Jona: The biggest challenge is definitely managing a loss, closely followed by periods of lower motivation.  We always try to keep things in perspective and try to ensure that we have options up our sleeve to shift the focus away from tennis, even if this is only short lived.

Tennis can look like a solitary sport from the outset — how does teamwork play a part in success?

Jona: There are so many interlinking elements that are required to give an athlete an opportunity to be successful and these require collaboration from all the people involved in supporting the athlete, in addition to the athlete themselves.  The ability to bring together the collective brainpower, experiences and insights from our team helps provide an environment that best supports Thanasi and hopefully help give him the best opportunity to succeed in a highly competitive environment.

The tennis calendar is demanding.

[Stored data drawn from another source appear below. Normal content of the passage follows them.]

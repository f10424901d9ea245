//! Dashboard firmware
//!
//! Joins the configured Wi-Fi network and serves the pin-control dashboard
//! on port 80:
//! - `GET /` renders the page from the live node state
//! - `GET /api/pins` and `POST /api/pin-control` expose the LED and relay
//! - `GET /api/serial` returns the most recent log lines

#![no_std]
#![no_main]

use embassy_executor::Spawner;
use embassy_time::{Duration, Timer};
use esp_alloc as _;
use esp_backtrace as _;
use esp_hal::{
    analog::adc::{Adc, AdcConfig, Attenuation},
    clock::CpuClock,
    gpio::{Level, Output, OutputConfig},
    timer::timg::TimerGroup,
};
use esp_println::println;
use esp_sensor_node::{
    config::{DEVICE, FIRMWARE, LOG_LEVEL, TEMPERATURE, WIFI},
    controllers::{DashboardHttpController, init_dashboard_controller},
    infrastructure::{
        drivers::{Credentials, Hostname, TemperatureAdc, start_wifi_sta},
        services::init_capturing_logger,
        tasks::{http_server_task, temperature_probe_task},
    },
    led_gpio,
    mk_static,
    relay_gpio,
    temperature_adc_gpio,
};

esp_bootloader_esp_idf::esp_app_desc!();

#[esp_rtos::main]
async fn main(spawner: Spawner) -> ! {
    init_capturing_logger(LOG_LEVEL);

    println!("=================================");
    println!("  {} {}", DEVICE.name, FIRMWARE.version);
    println!("=================================");

    let config = esp_hal::Config::default().with_cpu_clock(CpuClock::max());
    let peripherals = esp_hal::init(config);

    // Allocate heap memory (64 + 32 KB)
    esp_alloc::heap_allocator!(
        #[unsafe(link_section = ".dram2_uninit")] size: 64 * 1024
    );
    esp_alloc::heap_allocator!(size: 32 * 1024);

    let timg0 = TimerGroup::new(peripherals.TIMG0);
    esp_rtos::start(timg0.timer0);

    let led = Output::new(led_gpio!(peripherals), Level::Low, OutputConfig::default());
    let relay = Output::new(relay_gpio!(peripherals), Level::Low, OutputConfig::default());

    let mut adc_config = AdcConfig::new();
    let probe_pin = adc_config.enable_pin(temperature_adc_gpio!(peripherals), Attenuation::_11dB);
    let probe_channel = TemperatureAdc::new(Adc::new(peripherals.ADC1, adc_config), probe_pin);
    spawner
        .spawn(temperature_probe_task(
            probe_channel,
            TEMPERATURE.probe,
            TEMPERATURE.interval_ms,
        ))
        .ok();

    let credentials =
        Credentials::new(WIFI.ssid, WIFI.password).expect("Wi-Fi credentials are too long");
    let hostname = Hostname::try_from(DEVICE.hostname).expect("hostname is too long");
    let stack = start_wifi_sta(spawner, peripherals.WIFI, credentials, hostname).await;

    let handler = mk_static!(
        DashboardHttpController,
        init_dashboard_controller(stack, led, relay)
    );
    spawner.spawn(http_server_task(stack, handler)).ok();

    if let Some(config) = stack.config_v4() {
        log::info!("dashboard: open http://{}/", config.address.address());
    }

    loop {
        Timer::after(Duration::from_secs(5)).await;
    }
}
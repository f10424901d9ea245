use core::cell::Cell;

use embassy_sync::blocking_mutex::{Mutex, raw::CriticalSectionRawMutex};

/// Latest probe temperature, `None` until the first successful sample.
static TEMPERATURE: Mutex<CriticalSectionRawMutex, Cell<Option<f32>>> = Mutex::new(Cell::new(None));

pub fn set_temperature(celsius: f32) {
    TEMPERATURE.lock(|cell| cell.set(Some(celsius)));
}

/// Latest temperature in °C, `0.0` before the probe reported anything.
pub fn temperature() -> f32 {
    TEMPERATURE.lock(Cell::get).unwrap_or(0.0)
}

How do you manage being “on” 24/7? 

Todd: It is hard to be full gas 24/7. It is important to maximise down time be able to enjoy life and clear his mind. But we still have a job to do.

Jona: We lean heavily on each other and our families for support.  There are times where some of us will be doing it a little tougher than others and it will be during these periods where someone will make the extra effort to bring some additional energy or do something to actively try and boost the mood of the team.  The reality is it’s normal to have flat spots over the course of a campaign, but the ability to move out of these quickly is key.

What does it mean to you to see Thanasi get those wins on court?

Jona: It’s awesome for our whole team whenever we see Thanasi have a win. However we always try and remain level so the highs are never that high but as a result the lows are never that low.